Pero más allá de los detalles concretos de su actuación, lo que sí cabe resaltar es cómo la reina contribuyó, de un modo ostensible, al descrédito de la monarquía, un desprestigio que culminó con la abolición de la misma, y que tuvo su expresión más dramática con el ajusticiamiento del rey y más tarde el suyo propio en los momentos más exaltados de la Revolución. La consorte real fue clave para que el bonachón Luis XVI perdiera la corona y la cabeza, más allá de las complejidades que condujeron a la reunión de los Estados Generales y la posterior deriva revolucionaria.
Aquí también sabemos de consortes.
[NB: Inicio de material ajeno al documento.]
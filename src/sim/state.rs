//! Game state and core simulation types
//!
//! Everything the loop mutates per tick lives in [`GameState`].

use std::fmt;

use glam::IVec2;
use rand::{Rng, SeedableRng};
use rand_pcg::Pcg32;
use serde::{Deserialize, Serialize};

use super::geom::Rect;
use super::phase::GamePhase;
use crate::tuning::Tuning;

/// Which edge of the arena a paddle defends
#[derive(Debug, Clone, Copy, PartialEq, Eq, Hash, Serialize, Deserialize)]
pub enum Side {
    Left,
    Right,
}

#[derive(Debug, Clone, Copy, PartialEq, Eq, Hash, Serialize, Deserialize)]
pub enum PlayerId {
    Player1,
    Player2,
}

impl fmt::Display for PlayerId {
    fn fmt(&self, f: &mut fmt::Formatter<'_>) -> fmt::Result {
        match self {
            PlayerId::Player1 => f.write_str("Player 1"),
            PlayerId::Player2 => f.write_str("Player 2"),
        }
    }
}

/// Vertical movement intent for a paddle
#[derive(Debug, Clone, Copy, PartialEq, Eq, Default, Serialize, Deserialize)]
pub enum Direction {
    Up,
    Down,
    #[default]
    Stop,
}

/// A player's paddle
///
/// The paddle knows nothing about the arena; keeping it inside the bounds is
/// the collision pass's job.
#[derive(Debug, Clone, PartialEq, Serialize, Deserialize)]
pub struct Paddle {
    pub rect: Rect,
    pub velocity_y: i32,
    pub side: Side,
    /// Pixels per tick while moving
    pub speed: i32,
}

impl Paddle {
    /// Create a stationary paddle at its spawn point
    pub fn spawn(side: Side, tuning: &Tuning) -> Self {
        Self {
            rect: Rect::new(
                tuning.paddle_spawn(side),
                IVec2::new(tuning.paddle_width, tuning.paddle_height),
            ),
            velocity_y: 0,
            side,
            speed: tuning.paddle_speed,
        }
    }

    pub fn set_intent(&mut self, direction: Direction) {
        self.velocity_y = match direction {
            Direction::Up => -self.speed,
            Direction::Down => self.speed,
            Direction::Stop => 0,
        };
    }

    /// Apply one tick of velocity (unclamped)
    #[inline]
    pub fn advance(&mut self) {
        self.rect.pos.y += self.velocity_y;
    }
}

/// The ball
#[derive(Debug, Clone, PartialEq, Serialize, Deserialize)]
pub struct Ball {
    pub rect: Rect,
    pub vel: IVec2,
}

impl Ball {
    /// Create a ball at the arena centre heading toward a random side.
    ///
    /// Horizontal speed is always `±ball_initial_speed`, never zero; vertical
    /// speed is uniform over `-ball_spawn_vy_range..=ball_spawn_vy_range`.
    pub fn spawn<R: Rng>(tuning: &Tuning, rng: &mut R) -> Self {
        let vx = if rng.random_bool(0.5) {
            tuning.ball_initial_speed
        } else {
            -tuning.ball_initial_speed
        };
        let range = tuning.ball_spawn_vy_range;
        let vy = rng.random_range(-range..=range);
        debug_assert!(vx != 0, "ball must always move horizontally");

        Self {
            rect: Rect::new(
                tuning.ball_spawn(),
                IVec2::new(tuning.ball_diameter, tuning.ball_diameter),
            ),
            vel: IVec2::new(vx, vy),
        }
    }

    #[inline]
    pub fn advance(&mut self) {
        self.rect.pos += self.vel;
    }

    pub fn bounce_vertical(&mut self) {
        self.vel.y = -self.vel.y;
    }

    /// Return the ball off a paddle.
    ///
    /// Horizontal speed ratchets up by one per hit (capped at `max_velocity`)
    /// and always points away from the struck paddle. Vertical speed depends
    /// only on where the ball met the paddle: the centre sends it straight,
    /// the ends send it off at up to `max_velocity`. A hit above the paddle
    /// centre sends the ball downward, and one below sends it upward.
    pub fn deflect_off(&mut self, paddle: &Paddle, max_velocity: i32) {
        let speed = (self.vel.x.abs() + 1).min(max_velocity);
        self.vel.x = match paddle.side {
            Side::Left => speed,
            Side::Right => -speed,
        };

        let half_height = (paddle.rect.height() / 2).max(1);
        let offset = paddle.rect.center_y() - self.rect.center_y();
        let vy = (offset as f32 / half_height as f32 * max_velocity as f32) as i32;
        self.vel.y = vy.clamp(-max_velocity, max_velocity);
    }
}

/// Points per player for the current match
#[derive(Debug, Clone, Copy, PartialEq, Eq, Default, Serialize, Deserialize)]
pub struct Score {
    pub player1: u32,
    pub player2: u32,
}

impl Score {
    pub fn increment(&mut self, player: PlayerId) {
        match player {
            PlayerId::Player1 => self.player1 += 1,
            PlayerId::Player2 => self.player2 += 1,
        }
    }

    pub fn get(&self, player: PlayerId) -> u32 {
        match player {
            PlayerId::Player1 => self.player1,
            PlayerId::Player2 => self.player2,
        }
    }

    pub fn reset(&mut self) {
        *self = Self::default();
    }

    /// First player at or past `threshold`, if any
    pub fn winner(&self, threshold: u32) -> Option<PlayerId> {
        if self.player1 >= threshold {
            Some(PlayerId::Player1)
        } else if self.player2 >= threshold {
            Some(PlayerId::Player2)
        } else {
            None
        }
    }
}

/// Something that happened during the last tick
#[derive(Debug, Clone, Copy, PartialEq, Eq, Serialize, Deserialize)]
pub enum GameEvent {
    /// Ball bounced off the top or bottom wall
    WallBounce,
    /// Ball was returned by the paddle on this side
    PaddleHit(Side),
    /// Ball left the arena; this player gets the point
    PointScored(PlayerId),
    /// Phase moved from one state to another
    PhaseChanged { from: GamePhase, to: GamePhase },
    /// This player reached the winning score
    MatchWon(PlayerId),
}

/// Complete game state, owned and mutated only by the tick
#[derive(Debug, Clone)]
pub struct GameState {
    /// Seed for ball spawn randomness
    pub seed: u64,
    pub tuning: Tuning,
    /// Current phase
    pub phase: GamePhase,
    pub left: Paddle,
    pub right: Paddle,
    pub ball: Ball,
    pub score: Score,
    /// Simulation tick counter
    pub time_ticks: u64,
    /// Events raised by the most recent tick
    pub events: Vec<GameEvent>,
    rng: Pcg32,
}

impl GameState {
    /// Create a fresh game sitting in the main menu
    pub fn new(tuning: Tuning, seed: u64) -> Self {
        let mut rng = Pcg32::seed_from_u64(seed);
        let ball = Ball::spawn(&tuning, &mut rng);
        Self {
            seed,
            left: Paddle::spawn(Side::Left, &tuning),
            right: Paddle::spawn(Side::Right, &tuning),
            ball,
            score: Score::default(),
            phase: GamePhase::default(),
            time_ticks: 0,
            events: Vec::new(),
            tuning,
            rng,
        }
    }

    /// Simulated milliseconds since the game was created
    pub fn now_ms(&self) -> u64 {
        self.tuning.ticks_to_ms(self.time_ticks)
    }

    pub fn paddle_mut(&mut self, side: Side) -> &mut Paddle {
        match side {
            Side::Left => &mut self.left,
            Side::Right => &mut self.right,
        }
    }

    /// Put both paddles back at their spawn points and serve a new ball
    pub fn respawn_entities(&mut self) {
        self.left = Paddle::spawn(Side::Left, &self.tuning);
        self.right = Paddle::spawn(Side::Right, &self.tuning);
        self.ball = Ball::spawn(&self.tuning, &mut self.rng);
    }

    /// Start a new match: zero the score and respawn everything
    pub fn reset_match(&mut self) {
        self.score.reset();
        self.respawn_entities();
    }

    /// Replace the phase, recording the change if it is a different phase
    pub fn set_phase(&mut self, to: GamePhase) {
        let from = self.phase;
        self.phase = to;
        if from.differs_from(&to) {
            self.events.push(GameEvent::PhaseChanged { from, to });
        }
    }
}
Y no me refiero a la que es la única y verdadera Primera Dama, la reina Letizia, sino a la consorte monclovita. Aunque no será porque no pretenda ocupar el puesto, o así nos lo muestra con su permanente actividad más allá de lo que sería estrictamente necesario. Porque el paseo por la India (qué distinto al de Paiporta, donde, por cierto, no se la vio) era digno del que hizo la reina Mary acompañando a Jorge V en 1911. O también podemos evocar el fallido besamanos en el Palacio Real, donde hubo que recordar tanto a ella como a su presidencial esposo que quienes saludaban eran los reyes. Con estos ejemplos basta para evocar la actitud del personaje, cada vez más famoso por su “brillante” carrera universitaria sin tener título. Y es aquí donde me viene el recuerdo de la pobre Toinette. Porque sin ella, el bueno y mediocre Luis XVI no hubiera sufrido el profundo descrédito que le costó el trono. Sin comparar tampoco personajes, aunque el afán por el poder absoluto sea similar, creo que a nuestro presidente la consorte le puede costar ese objeto preciado para él, el verdadero y único afán por el que se mueve, el que, quizá después del narcisista amor a sí mismo sea su único amor, el Poder. La consorte es el verdadero talón de Aquiles, el punto débil que puede acabar por destruirlo. Los escándalos, la nefasta gestión de lo ocurrido en Valencia –más allá de las responsabilidades que también quepan exigir al gobierno autonómico y a su presidente-, las continuas mentiras que desdicen descaradamente lo apenas afirmado rotundamente, la almoneda a la que está sometiendo al Estado, parece que no le pasan factura en una España en la que gran parte de la población, sin asumir su verdadera dignidad como ciudadanos exigentes, vota al partido al que se adscribe como fanáticos forofos de un equipo de fútbol. Pero los negocios de la consorte, las continuas informaciones que nos van revelando la magnitud del escándalo, están poniendo en un brete al indignado esposo, que cada día se ve más cercado por la intensa actividad de su pichona. Veremos.